Task details — In the records, find each line where "side" occurs, and copy it.

(Stored data)

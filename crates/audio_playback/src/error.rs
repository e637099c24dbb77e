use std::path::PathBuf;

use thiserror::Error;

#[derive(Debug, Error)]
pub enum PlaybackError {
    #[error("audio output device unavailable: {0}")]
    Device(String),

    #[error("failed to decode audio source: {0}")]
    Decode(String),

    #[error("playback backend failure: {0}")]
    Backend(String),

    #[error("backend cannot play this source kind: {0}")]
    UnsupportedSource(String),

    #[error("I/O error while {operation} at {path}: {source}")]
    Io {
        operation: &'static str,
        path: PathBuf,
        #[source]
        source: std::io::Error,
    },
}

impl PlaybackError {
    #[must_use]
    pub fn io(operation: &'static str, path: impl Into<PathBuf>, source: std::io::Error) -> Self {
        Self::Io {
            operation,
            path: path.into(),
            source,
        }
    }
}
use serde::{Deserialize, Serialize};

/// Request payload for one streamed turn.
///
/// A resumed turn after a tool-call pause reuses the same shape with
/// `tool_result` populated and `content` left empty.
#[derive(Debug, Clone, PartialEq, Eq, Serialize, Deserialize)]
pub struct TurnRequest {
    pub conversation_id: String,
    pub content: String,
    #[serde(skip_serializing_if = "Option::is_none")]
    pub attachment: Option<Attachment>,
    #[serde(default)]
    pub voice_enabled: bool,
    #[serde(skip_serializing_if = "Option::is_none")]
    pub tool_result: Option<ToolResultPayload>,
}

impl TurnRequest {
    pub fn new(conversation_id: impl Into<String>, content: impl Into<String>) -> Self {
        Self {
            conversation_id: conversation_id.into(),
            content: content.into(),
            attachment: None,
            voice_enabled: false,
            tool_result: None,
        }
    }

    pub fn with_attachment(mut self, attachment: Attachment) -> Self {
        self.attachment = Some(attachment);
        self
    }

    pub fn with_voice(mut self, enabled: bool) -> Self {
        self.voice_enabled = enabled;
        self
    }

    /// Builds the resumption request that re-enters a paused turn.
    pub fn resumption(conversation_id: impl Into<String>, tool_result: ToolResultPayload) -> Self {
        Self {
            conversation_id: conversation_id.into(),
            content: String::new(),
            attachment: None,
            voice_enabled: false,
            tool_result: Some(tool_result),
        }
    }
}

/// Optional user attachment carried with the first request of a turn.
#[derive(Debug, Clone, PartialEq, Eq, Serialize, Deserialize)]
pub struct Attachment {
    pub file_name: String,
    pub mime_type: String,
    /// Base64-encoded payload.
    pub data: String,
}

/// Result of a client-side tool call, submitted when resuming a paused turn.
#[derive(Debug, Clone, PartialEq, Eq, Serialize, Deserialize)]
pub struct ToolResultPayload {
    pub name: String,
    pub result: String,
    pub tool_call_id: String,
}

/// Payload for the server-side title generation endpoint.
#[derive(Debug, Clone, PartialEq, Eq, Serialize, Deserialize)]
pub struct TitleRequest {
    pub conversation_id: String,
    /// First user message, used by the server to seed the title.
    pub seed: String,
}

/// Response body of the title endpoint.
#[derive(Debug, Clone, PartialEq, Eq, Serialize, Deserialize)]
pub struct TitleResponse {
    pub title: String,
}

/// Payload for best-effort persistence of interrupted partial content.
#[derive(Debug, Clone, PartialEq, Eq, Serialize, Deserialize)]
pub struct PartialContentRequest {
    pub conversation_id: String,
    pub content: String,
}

--

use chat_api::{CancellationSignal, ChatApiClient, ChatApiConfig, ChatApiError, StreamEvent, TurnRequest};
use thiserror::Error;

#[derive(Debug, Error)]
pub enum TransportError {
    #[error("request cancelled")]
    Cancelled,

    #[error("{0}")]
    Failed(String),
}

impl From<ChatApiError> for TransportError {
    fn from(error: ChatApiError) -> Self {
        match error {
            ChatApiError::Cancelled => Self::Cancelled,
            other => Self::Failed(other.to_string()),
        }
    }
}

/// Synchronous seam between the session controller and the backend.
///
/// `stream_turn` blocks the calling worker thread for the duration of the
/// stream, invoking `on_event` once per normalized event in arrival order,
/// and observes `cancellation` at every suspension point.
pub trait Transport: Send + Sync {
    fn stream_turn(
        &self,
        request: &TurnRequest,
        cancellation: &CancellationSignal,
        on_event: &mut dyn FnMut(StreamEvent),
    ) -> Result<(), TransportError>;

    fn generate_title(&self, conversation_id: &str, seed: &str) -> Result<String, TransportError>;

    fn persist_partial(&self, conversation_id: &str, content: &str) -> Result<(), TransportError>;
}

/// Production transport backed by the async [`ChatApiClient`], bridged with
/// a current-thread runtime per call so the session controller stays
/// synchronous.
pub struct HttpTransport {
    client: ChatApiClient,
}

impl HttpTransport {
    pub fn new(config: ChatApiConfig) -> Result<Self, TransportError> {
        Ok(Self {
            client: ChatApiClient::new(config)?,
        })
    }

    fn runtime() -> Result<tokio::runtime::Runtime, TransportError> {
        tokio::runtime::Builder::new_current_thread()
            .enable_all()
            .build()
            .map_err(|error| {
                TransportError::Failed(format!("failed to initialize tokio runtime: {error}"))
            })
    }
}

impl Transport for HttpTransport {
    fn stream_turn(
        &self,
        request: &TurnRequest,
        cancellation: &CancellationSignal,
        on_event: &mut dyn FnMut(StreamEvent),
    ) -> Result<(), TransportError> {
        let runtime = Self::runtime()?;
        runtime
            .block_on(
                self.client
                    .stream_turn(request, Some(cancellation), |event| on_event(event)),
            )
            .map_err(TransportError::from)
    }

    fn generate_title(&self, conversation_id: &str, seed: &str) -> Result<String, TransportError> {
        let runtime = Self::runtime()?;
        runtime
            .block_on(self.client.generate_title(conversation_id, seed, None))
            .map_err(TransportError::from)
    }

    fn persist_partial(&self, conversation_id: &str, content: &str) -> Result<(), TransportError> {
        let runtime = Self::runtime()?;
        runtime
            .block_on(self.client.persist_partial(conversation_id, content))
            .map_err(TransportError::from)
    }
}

Output —
/// Result of a client-side tool call, submitted when resuming a paused turn.
/// Payload for the server-side title generation endpoint.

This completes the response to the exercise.